Oaxaca was discovered by Spanish conquistadores in 1533, and quickly became a favorite of Hernando Cortes and his family for its temperate climate and scenery provided by the Sierra Madre del Sur mountain range that rims the city of a quarter-million inhabitants. There are a number of beautiful churches in Oaxaca (including the breathtaking baroque styled Templo de Santo Domingo), plus several fine mansions, government buildings and plazas throughout the city. There are outdoor markets galore throughout the state of Oaxaca, and the Saturday mercado in the city is not to be missed. Oaxaca is also known for its many colorful fiestas, and history buffs almost always visit the ruins at Monte Alban and Mitla (both built centuries ago by the Zapotec tribe and also occupied by the Mayans and Aztecs).
While Oaxaca is reasonably consistent in temperatures in the 70’s throughout the year, the rainy season between May and September is also a familiar companion.
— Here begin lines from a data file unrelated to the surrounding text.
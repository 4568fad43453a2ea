//! State, empathy, and emotion rewrites: the reply learns to open gently.
//!
//! Three consecutive prepend-style steps. Each one is guarded by a
//! presence check, so a phrase lands at most once no matter how often the
//! pipeline runs over the same text. The guards use `contains` rather than
//! a prefix match because later steps prepend in front of earlier ones.

use crate::error::OrchestrateError;
use crate::orchestrator::text;
use crate::phrases;
use crate::tone::ToneProfile;
use crate::types::{
    ConversationState, EmotionSnapshot, Language, SeverityLevel, VerbosityMode,
};

/// Sentence budget a grieving reply is trimmed to. Long walls of text do
/// not comfort.
pub const SAD_SUPPORT_SENTENCE_BUDGET: usize = 4;

/// Step 3: conversation-state rewrite.
///
/// SAD_SUPPORT trims to a short budget; the other active states prepend
/// one grounding phrase; NEUTRAL passes through.
pub fn apply_state_rewrite(
    text: &str,
    state: ConversationState,
    language: Language,
) -> Result<String, OrchestrateError> {
    match state {
        ConversationState::SadSupport => {
            Ok(text::truncate_sentences(text, SAD_SUPPORT_SENTENCE_BUDGET))
        }
        _ => match phrases::pack(language).state_phrase(state)? {
            Some(phrase) => Ok(prepend_once(text, phrase)),
            None => Ok(text.to_string()),
        },
    }
}

/// Step 4: empathy opener.
///
/// High empathy gets the validating opener, medium the lighter one. The
/// opener is skipped when the model already opened empathically, and for
/// short casual chit-chat where it would read as boilerplate.
pub fn apply_empathy_opener(
    text: &str,
    tone: &ToneProfile,
    severity: SeverityLevel,
    verbosity: VerbosityMode,
    language: Language,
) -> Result<String, OrchestrateError> {
    if verbosity == VerbosityMode::Short && severity == SeverityLevel::Casual {
        return Ok(text.to_string());
    }

    match phrases::pack(language).opener(tone.empathy)? {
        Some(opener) => {
            if text.contains(opener) || has_empathic_prefix(text, language) {
                Ok(text.to_string())
            } else {
                Ok(format!("{} {}", opener, text))
            }
        }
        None => Ok(text.to_string()),
    }
}

/// Step 5: emotion modulation. One short framing phrase for the dominant
/// emotion, same at-most-once guard.
pub fn apply_emotion_modulation(
    text: &str,
    emotion: &EmotionSnapshot,
    language: Language,
) -> Result<String, OrchestrateError> {
    match phrases::pack(language).emotion_phrase(emotion.primary)? {
        Some(phrase) => Ok(prepend_once(text, phrase)),
        None => Ok(text.to_string()),
    }
}

fn prepend_once(text: &str, phrase: &str) -> String {
    if text.contains(phrase) {
        text.to_string()
    } else {
        format!("{} {}", phrase, text)
    }
}

/// Whether the reply already opens with validation in its own words.
fn has_empathic_prefix(text: &str, language: Language) -> bool {
    let normalized = text::normalize_for_dedupe(text);
    let prefixes: &[&str] = match language {
        Language::En => &[
            "i hear you",
            "im here",
            "i am here",
            "that sounds",
            "thank you for sharing",
            "it makes sense",
            "what youre feeling",
        ],
        Language::Ar => &["أسمعك", "أنا هنا", "شكرا لمشاركتك", "شكرا لأنك شاركتني", "مشاعرك مفهومة"],
    };
    prefixes
        .iter()
        .any(|p| normalized.starts_with(&text::normalize_for_dedupe(p)))
}

// ============================================================================
// Tests
// ============================================================================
Oaxaca is home to the Mexican League Guerreros during the spring and summer. The Guerreros play at Eduardo Vasconcelos Stadium, a 7,200-seat facility built in 1950 in the northern part of the city. Field turf was installed on the playing surface in recent years, and a 2008 renovation to the ballpark brought a new video screen and improved seats in the stands. Oaxaca finished 42-63 in 2009 and missed the playoffs.
While the Guerreros (or “Warriors”) have yet to win a Liga crown since entering the Mexican League in 1996, they play in front of enthusiastic and noisy crowds that include cheerleaders. Yes, cheerleaders. Baseball in Mexico is indeed different.